The virtual completion of the genome project and prodigious amounts of work by different biologists throughout the world have elucidated many of the components of biological systems. The genes (and hence proteins) are largely known, and the tools of molecular biology allows one to manufacture and express them, so as to understand their function. Given this increased understanding of components, the next step in understanding complex biology will be understanding systems, which will almost certainly involve formal, detailed, and quantitative models. One of the great challenges of modeling biological systems is that they tend to “break the math.” Biological systems have small numbers of molecules, operate far from equilibrium, change shape and size, etc. This thesis develops mathematical and computational tools for biological systems with few molecules.
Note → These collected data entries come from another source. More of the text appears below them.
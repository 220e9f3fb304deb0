//! Convenience macros for building terms, atoms and rules directly in Rust
//! source, since there is no parser in this crate.
//!
//! Modeled on the teacher crate's own `macros.rs` (`atom!`, `logic_var!`,
//! `scomplex!`, ...): each macro is a thin wrapper over a constructor,
//! meant to make knowledge bases readable at the call site.

/// Creates an `Rc<Variable>`-free [`Term::Variable`](crate::term::Term)
/// from a symbol.
/// # Usage
/// ```
/// use fuzzy_prover::var;
/// use fuzzy_prover::term::Term;
///
/// let x = var!("X");
/// assert!(matches!(x, Term::Variable(_)));
/// ```
#[macro_export]
macro_rules! var {
    ($symbol:expr) => {
        $crate::term::Term::Variable($crate::term::Variable::new($symbol))
    };
}

/// Creates a [`Term::Constant`](crate::term::Term) with no embedding
/// vector.
/// # Usage
/// ```
/// use fuzzy_prover::constant;
/// use fuzzy_prover::term::Term;
///
/// let abe = constant!("abe");
/// assert!(matches!(abe, Term::Constant(_)));
/// ```
#[macro_export]
macro_rules! constant {
    ($symbol:expr) => {
        $crate::term::Term::Constant($crate::term::Constant::new($symbol))
    };
    ($symbol:expr, $vector:expr) => {
        $crate::term::Term::Constant($crate::term::Constant::with_vector($symbol, $vector))
    };
}

/// Creates an `Rc<Predicate>`, ready to be applied to terms via
/// [`Predicate::of`](crate::term::Predicate::of).
/// # Usage
/// ```
/// use fuzzy_prover::predicate;
///
/// let father_of = predicate!("father_of");
/// assert_eq!(father_of.symbol, "father_of");
/// ```
#[macro_export]
macro_rules! predicate {
    ($symbol:expr) => {
        std::rc::Rc::new($crate::term::Predicate::new($symbol))
    };
    ($symbol:expr, $vector:expr) => {
        std::rc::Rc::new($crate::term::Predicate::with_vector($symbol, $vector))
    };
}

/// Builds an [`Atom`](crate::atom::Atom) from an `Rc<Predicate>` and a
/// term list.
/// # Usage
/// ```
/// use fuzzy_prover::{atom, predicate, constant};
///
/// let father_of = predicate!("father_of");
/// let a = atom!(father_of, constant!("abe"), constant!("homer"));
/// assert_eq!(a.arity(), 2);
/// ```
#[macro_export]
macro_rules! atom {
    ($predicate:expr, $($term:expr),* $(,)?) => {
        $predicate.of(vec![$($term),*])
    };
}

/// Builds a fact: a [`Rule`](crate::rule::Rule) with an empty body.
/// # Usage
/// ```
/// use fuzzy_prover::{fact, atom, predicate, constant};
///
/// let father_of = predicate!("father_of");
/// let f = fact!(atom!(father_of, constant!("abe"), constant!("homer")));
/// assert!(f.is_fact());
/// ```
#[macro_export]
macro_rules! fact {
    ($head:expr) => {
        $crate::rule::Rule::fact($head)
    };
}

/// Builds a rule: `head :- body_1, body_2, ...`.
/// # Usage
/// ```
/// use fuzzy_prover::{rule, atom, predicate, var};
///
/// let grandpa_of = predicate!("grandpa_of");
/// let father_of = predicate!("father_of");
/// let parent_of = predicate!("parent_of");
/// let r = rule!(
///     atom!(grandpa_of, var!("X"), var!("Y")),
///     atom!(father_of, var!("X"), var!("Z")),
///     atom!(parent_of, var!("Z"), var!("Y")),
/// );
/// assert!(!r.is_fact());
/// ```
#[macro_export]
macro_rules! rule {
    ($head:expr, $($body:expr),+ $(,)?) => {
        $crate::rule::Rule::new($head, vec![$($body),+])
    };
}
//! Similarity scoring between constants and predicates.
//!
//! Two pure, total functions, each `(Constant | Predicate, Constant |
//! Predicate) -> f64 in [0, 1]`. The prover treats whichever one is
//! configured as an injected, replaceable strategy — analogous to how the
//! teacher threads a `&dyn` comparator rather than hard-coding a single
//! scheme — so callers can supply their own embedding comparison.

use crate::term::{Constant, Predicate};

/// Either side of a similarity comparison: a constant or a predicate.
/// Both carry a `symbol` and an optional `vector`, which is all either
/// similarity function needs.
pub trait Embedded {
    fn symbol(&self) -> &str;
    fn vector(&self) -> Option<&[f64]>;
}

impl Embedded for Constant {
    fn symbol(&self) -> &str { &self.symbol }
    fn vector(&self) -> Option<&[f64]> { self.vector.as_deref() }
}

impl Embedded for Predicate {
    fn symbol(&self) -> &str { &self.symbol }
    fn vector(&self) -> Option<&[f64]> { self.vector.as_deref() }
}

/// A similarity function as injected into the prover: a pure function from
/// a pair of embedded entities to a score in `[0, 1]`.
pub type SimilarityFunc = fn(&dyn Embedded, &dyn Embedded) -> f64;

/// `1.0` if the symbols are string-equal, else `0.0`.
/// # Usage
/// ```
/// use fuzzy_prover::similarity::symbol_compare;
/// use fuzzy_prover::term::Constant;
///
/// let a = Constant::new("abe");
/// let b = Constant::new("abe");
/// assert_eq!(symbol_compare(&a, &b), 1.0);
/// ```
pub fn symbol_compare(a: &dyn Embedded, b: &dyn Embedded) -> f64 {
    if a.symbol() == b.symbol() { 1.0 } else { 0.0 }
}

/// Cosine similarity between the two operands' vectors, clamped into
/// `[0, 1]`. If either operand lacks a vector, falls back to
/// [`symbol_compare`].
/// # Usage
/// ```
/// use fuzzy_prover::similarity::cosine_similarity;
/// use fuzzy_prover::term::Constant;
///
/// let a = Constant::with_vector("furball", vec![0.0, 1.0, 1.0]);
/// let b = Constant::with_vector("fluffy", vec![1.0, 0.0, 1.0]);
/// let sim = cosine_similarity(&a, &b);
/// assert!(sim > 0.0 && sim < 1.0);
/// ```
pub fn cosine_similarity(a: &dyn Embedded, b: &dyn Embedded) -> f64 {
    let (va, vb) = match (a.vector(), b.vector()) {
        (Some(va), Some(vb)) => (va, vb),
        _ => return symbol_compare(a, b),
    };
    let dot: f64 = va.iter().zip(vb.iter()).map(|(x, y)| x * y).sum();
    let norm_a: f64 = va.iter().map(|x| x * x).sum::<f64>().sqrt();
    let norm_b: f64 = vb.iter().map(|x| x * x).sum::<f64>().sqrt();
    if norm_a == 0.0 || norm_b == 0.0 {
        return symbol_compare(a, b);
    }
    (dot / (norm_a * norm_b)).clamp(0.0, 1.0)
}
impl CombatantState {
    /// Spawn a combatant with a fresh id, all pools full
    pub fn new(config: &CombatantConfig) -> Self {
        Self::with_id(CombatantId::new(), config)
    }

    /// Spawn a combatant with a known id, all pools full
    pub fn with_id(id: CombatantId, config: &CombatantConfig) -> Self {
        let max_health = if config.max_health.is_finite() && config.max_health > 0.0 {
            config.max_health
        } else {
            1.0
        };
        Self {
            id,
            name: config.name.clone(),
            health: max_health,
            max_health,
            shield: config
                .shield
                .as_ref()
                .map(|pool| ResourcePool::from_config(PoolKind::Shield, pool)),
            armor: config
                .armor
                .as_ref()
                .map(|pool| ResourcePool::from_config(PoolKind::Armor, pool)),
            block: BlockGate::new(config.block.clone()),
            status: StatusEffectLedger::new(config.slow_factor),
            transform: Transform::default(),
            alive: true,
            invincible_until: f32::MIN,
            invincibility_duration: config.invincibility_duration.max(0.0),
            armor_model: config.armor_model,
            effectiveness: TypeEffectivenessTable::default(),
            events: Vec::new(),
        }
    }

    /// Use a non-default effectiveness table for hits against this combatant
    pub fn with_effectiveness(mut self, table: TypeEffectivenessTable) -> Self {
        self.effectiveness = table;
        self
    }

    pub fn with_transform(mut self, transform: Transform) -> Self {
        self.transform = transform;
        self
    }

    pub fn set_effectiveness(&mut self, table: TypeEffectivenessTable) {
        self.effectiveness = table;
    }

    pub fn id(&self) -> CombatantId {
        self.id
    }

    pub fn health(&self) -> f32 {
        self.health
    }

    pub fn max_health(&self) -> f32 {
        self.max_health
    }

    /// HP as a 0.0-1.0 fraction
    pub fn health_fraction(&self) -> f32 {
        if self.max_health <= 0.0 {
            return 0.0;
        }
        (self.health / self.max_health).clamp(0.0, 1.0)
    }

    pub fn shield(&self) -> Option<&ResourcePool> {
        self.shield.as_ref()
    }

    pub fn armor(&self) -> Option<&ResourcePool> {
        self.armor.as_ref()
    }

    pub fn block(&self) -> &BlockGate {
        &self.block
    }

    pub fn status(&self) -> &StatusEffectLedger {
        &self.status
    }

    pub fn armor_model(&self) -> ArmorModel {
        self.armor_model
    }

    pub fn is_alive(&self) -> bool {
        self.alive
    }

    pub fn is_dead(&self) -> bool {
        !self.alive
    }

    /// Whether actions / AI are suppressed (Stun, Freeze)
    pub fn is_stunned(&self) -> bool {
        self.status.is_stunned()
    }

    /// Movement speed multiplier from active effects
    pub fn speed_modifier(&self) -> f32 {
        self.status.speed_modifier()
    }

    /// Whether the post-hit grace period is still running
    pub fn is_invincible(&self, now: f32) -> bool {
        now < self.invincible_until
    }

    /// Direction the combatant faces
    pub fn facing(&self) -> Vec3 {
        self.transform.forward()
    }

    /// Values the resolver reads
    pub fn snapshot(&self) -> DefenderSnapshot {
        DefenderSnapshot {
            health: self.health,
            shield: self.shield.as_ref().map(ResourcePool::current),
            armor: self.armor.as_ref().map(ResourcePool::current),
        }
    }

    /// What `request` would do right now, without applying it
    pub fn preview(&self, request: &DamageRequest) -> ResolvedDamage {
        resolve(request, &self.snapshot(), &self.effectiveness)
    }

    /// Events produced since the last drain
    pub fn pending_events(&self) -> &[CombatEvent] {
        &self.events
    }

    /// Take all buffered events
    pub fn drain_events(&mut self) -> Vec<CombatEvent> {
        std::mem::take(&mut self.events)
    }

    /// Apply one incoming hit. `attacker` receives life steal when present.
    pub fn apply_incoming_damage(
        &mut self,
        request: &DamageRequest,
        now: f32,
        attacker: Option<&mut CombatantState>,
    ) -> ResolvedDamage {
        let kind = request.kind();
        if !self.alive {
            debug!("{} ignored hit: already dead", self.name);
            return ResolvedDamage::none(kind);
        }

        // Status ticks are neither blockable nor gated by the grace period
        let is_tick = request.is_status_tick();
        if !is_tick {
            if self.is_invincible(now) {
                debug!("{} ignored hit: invincible until {:.2}", self.name, self.invincible_until);
                return ResolvedDamage::none(kind);
            }
            if self.block.try_negate(self.facing(), request.direction()) {
                debug!("{} blocked a {} hit", self.name, kind.name());
                self.events.push(CombatEvent::BlockSuccess {
                    target: self.id,
                    attacker: request.attacker(),
                });
                return ResolvedDamage::blocked(kind);
            }
        }

        let mut resolved = resolve(request, &self.snapshot(), &self.effectiveness);
        if !resolved.landed() {
            return resolved;
        }

        let mut remaining = resolved.amount;
        if let Some(shield) = self.shield.as_mut() {
            let (removed, transition) = shield.debit(remaining, now);
            remaining -= removed;
            resolved.absorbed_by_shield = removed;
            if let Some(transition) = transition {
                self.events.push(pool_event(self.id, PoolKind::Shield, transition));
            }
        }

        if self.armor_model == ArmorModel::Durability && resolved.armor_mitigated > 0.0 {
            if let Some(armor) = self.armor.as_mut() {
                let (_, transition) = armor.debit(resolved.armor_mitigated, now);
                if let Some(transition) = transition {
                    self.events.push(pool_event(self.id, PoolKind::Armor, transition));
                }
            }
        }

        self.health = (self.health - remaining).max(0.0);
        resolved.absorbed_by_health = remaining;
        resolved.killing_blow = self.health <= 0.0;

        if resolved.life_steal > 0.0 {
            if let Some(attacker) = attacker {
                attacker.heal(resolved.life_steal);
            }
        }

        if !is_tick {
            self.invincible_until = now + self.invincibility_duration;
        }

        if resolved.killing_blow {
            self.die(now, request.attacker());
        } else if request.stun_duration() > 0.0 {
            self.apply_status(StatusEffectKind::Stun, request.stun_duration(), 0.0, 0.0, now);
        }

        debug!(
            "{} took {:.1} {} damage ({:.1} shield, {:.1} health), {:.1}/{:.1} HP left",
            self.name,
            resolved.amount,
            kind.name(),
            resolved.absorbed_by_shield,
            resolved.absorbed_by_health,
            self.health,
            self.max_health
        );

        self.events.push(CombatEvent::DamageApplied {
            target: self.id,
            attacker: request.attacker(),
            damage: resolved,
            knockback: request.knockback(),
        });

        resolved
    }

    /// Restore health. Returns the amount actually healed; dead combatants
    /// can't be healed.
    pub fn heal(&mut self, amount: f32) -> f32 {
        debug_assert!(amount >= 0.0, "negative heal: {}", amount);
        if !self.alive || !amount.is_finite() || amount <= 0.0 {
            return 0.0;
        }
        let before = self.health;
        self.health = (self.health + amount).min(self.max_health);
        let healed = self.health - before;
        if healed > 0.0 {
            self.events.push(CombatEvent::Healed {
                target: self.id,
                amount: healed,
            });
        }
        healed
    }

    /// Add shield points. Returns the amount actually added.
    pub fn restore_shield(&mut self, amount: f32) -> f32 {
        self.restore_pool(PoolKind::Shield, amount)
    }

    /// Add armor points. Returns the amount actually added.
    pub fn restore_armor(&mut self, amount: f32) -> f32 {
        self.restore_pool(PoolKind::Armor, amount)
    }

    fn restore_pool(&mut self, kind: PoolKind, amount: f32) -> f32 {
        if !self.alive {
            return 0.0;
        }
        let pool = match kind {
            PoolKind::Shield => self.shield.as_mut(),
            PoolKind::Armor => self.armor.as_mut(),
        };
        let Some(pool) = pool else {
            return 0.0;
        };
        let before = pool.current();
        let transition = pool.credit(amount);
        let added = pool.current() - before;
        if let Some(transition) = transition {
            self.events.push(pool_event(self.id, kind, transition));
        }
        added
    }

    /// Change max health; current health is clamped to the new max
    pub fn set_max_health(&mut self, max_health: f32) {
        if !(max_health.is_finite() && max_health > 0.0) {
            return;
        }
        self.max_health = max_health;
        self.health = self.health.min(max_health);
    }

    /// Change the shield's max; current is clamped to the new max
    pub fn set_max_shield(&mut self, max: f32) {
        if let Some(shield) = self.shield.as_mut() {
            if let Some(transition) = shield.set_max(max) {
                self.events.push(pool_event(self.id, PoolKind::Shield, transition));
            }
        }
    }

    /// Bring a dead combatant back with full health and shield
    pub fn revive(&mut self, now: f32) -> bool {
        if self.alive {
            return false;
        }
        self.alive = true;
        self.health = self.max_health;
        if let Some(shield) = self.shield.as_mut() {
            if let Some(transition) = shield.refill() {
                self.events.push(pool_event(self.id, PoolKind::Shield, transition));
            }
        }
        self.invincible_until = now + self.invincibility_duration;
        info!("{} revived", self.name);
        self.events.push(CombatEvent::CombatantRevived { target: self.id });
        true
    }

    /// Apply a status effect (see `StatusEffectLedger::apply`)
    pub fn apply_status(
        &mut self,
        kind: StatusEffectKind,
        duration: f32,
        per_tick_damage: f32,
        tick_interval: f32,
        now: f32,
    ) -> Option<StatusTransition> {
        if !self.alive {
            return None;
        }
        let transition = self.status.apply(kind, duration, per_tick_damage, tick_interval, now)?;
        if let StatusTransition::Applied(kind) = transition {
            self.events.push(CombatEvent::StatusEffectApplied {
                target: self.id,
                kind,
            });
            if kind.suppresses_actions() {
                self.force_end_block(now);
            }
        }
        Some(transition)
    }

    /// Apply a status effect with its default tick damage and interval
    pub fn apply_status_proc(&mut self, kind: StatusEffectKind, duration: f32, now: f32) -> Option<StatusTransition> {
        let (damage, interval) = kind.default_tick();
        self.apply_status(kind, duration, damage, interval, now)
    }

    /// Cleanse one status effect
    pub fn remove_status(&mut self, kind: StatusEffectKind) -> bool {
        let removed = self.status.remove(kind);
        if removed {
            self.events.push(CombatEvent::StatusEffectRemoved {
                target: self.id,
                kind,
            });
        }
        removed
    }

    /// Block intent from the input layer. Ignored while dead or stunned.
    pub fn press_block(&mut self, now: f32) {
        if !self.alive || self.is_stunned() {
            return;
        }
        let transition = self.block.press(now);
        self.push_block_event(transition);
    }

    /// Block release from the input layer
    pub fn release_block(&mut self, now: f32) {
        let transition = self.block.release(now);
        self.push_block_event(transition);
    }

    /// Advance pools, block gate, and status ledger, in that order. Damage
    /// ticks due this step re-enter `apply_incoming_damage`.
    pub fn tick(&mut self, dt: f32, now: f32) {
        debug_assert!(dt >= 0.0, "negative dt: {}", dt);
        if !self.alive {
            return;
        }

        for kind in [PoolKind::Shield, PoolKind::Armor] {
            let pool = match kind {
                PoolKind::Shield => self.shield.as_mut(),
                PoolKind::Armor => self.armor.as_mut(),
            };
            if let Some(transition) = pool.and_then(|pool| pool.tick(dt, now)) {
                self.events.push(pool_event(self.id, kind, transition));
            }
        }

        let transition = self.block.tick(dt, now);
        self.push_block_event(transition);

        let ledger_tick = self.status.tick(now);
        for kind in ledger_tick.expired {
            self.events.push(CombatEvent::StatusEffectRemoved {
                target: self.id,
                kind,
            });
        }
        for request in &ledger_tick.damage {
            if !self.alive {
                break;
            }
            self.apply_incoming_damage(request, now, None);
        }
    }

    /// Remove every status effect, reporting each removal. Used when the
    /// combatant leaves the simulation.
    pub fn clear_status(&mut self) {
        for kind in self.status.clear() {
            self.events.push(CombatEvent::StatusEffectRemoved {
                target: self.id,
                kind,
            });
        }
    }

    fn die(&mut self, now: f32, killer: Option<CombatantId>) {
        self.alive = false;
        self.health = 0.0;
        self.force_end_block(now);
        self.clear_status();
        info!("{} died at t={:.2}", self.name, now);
        self.events.push(CombatEvent::CombatantDied {
            target: self.id,
            killer,
        });
    }

    fn force_end_block(&mut self, now: f32) {
        let transition = self.block.force_end(now);
        self.push_block_event(transition);
    }

    fn push_block_event(&mut self, transition: Option<BlockTransition>) {
        let event = match transition {
            Some(BlockTransition::Started) => CombatEvent::BlockStarted { target: self.id },
            Some(BlockTransition::Ended) => CombatEvent::BlockEnded { target: self.id },
            None => return,
        };
        self.events.push(event);
    }
}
Such systems are particularly problematic because the usual macroscopic view of chemistry, in which concentrations of molecules vary continuously, continually, and deterministically, does not work. Rather, one needs to use the mesoscopic view of chemistry: molecules undergo discrete reaction events, and the timing of these events is probabilistic. There are many standard numerical computational techniques for the macroscopic view, but far fewer for the mesoscopic view. This thesis develops (1) an efficient, exact stochastic simulation algorithm, to generate trajectories of mesoscopic biological systems, (2) a sensitivity analysis algorithm, to quantify how a model's predictions depend on the exact values of parameters (e.g., rate constants) used, and (3) a parameter estimation algorithm, to estimate the values of model parameters from observed trajectories.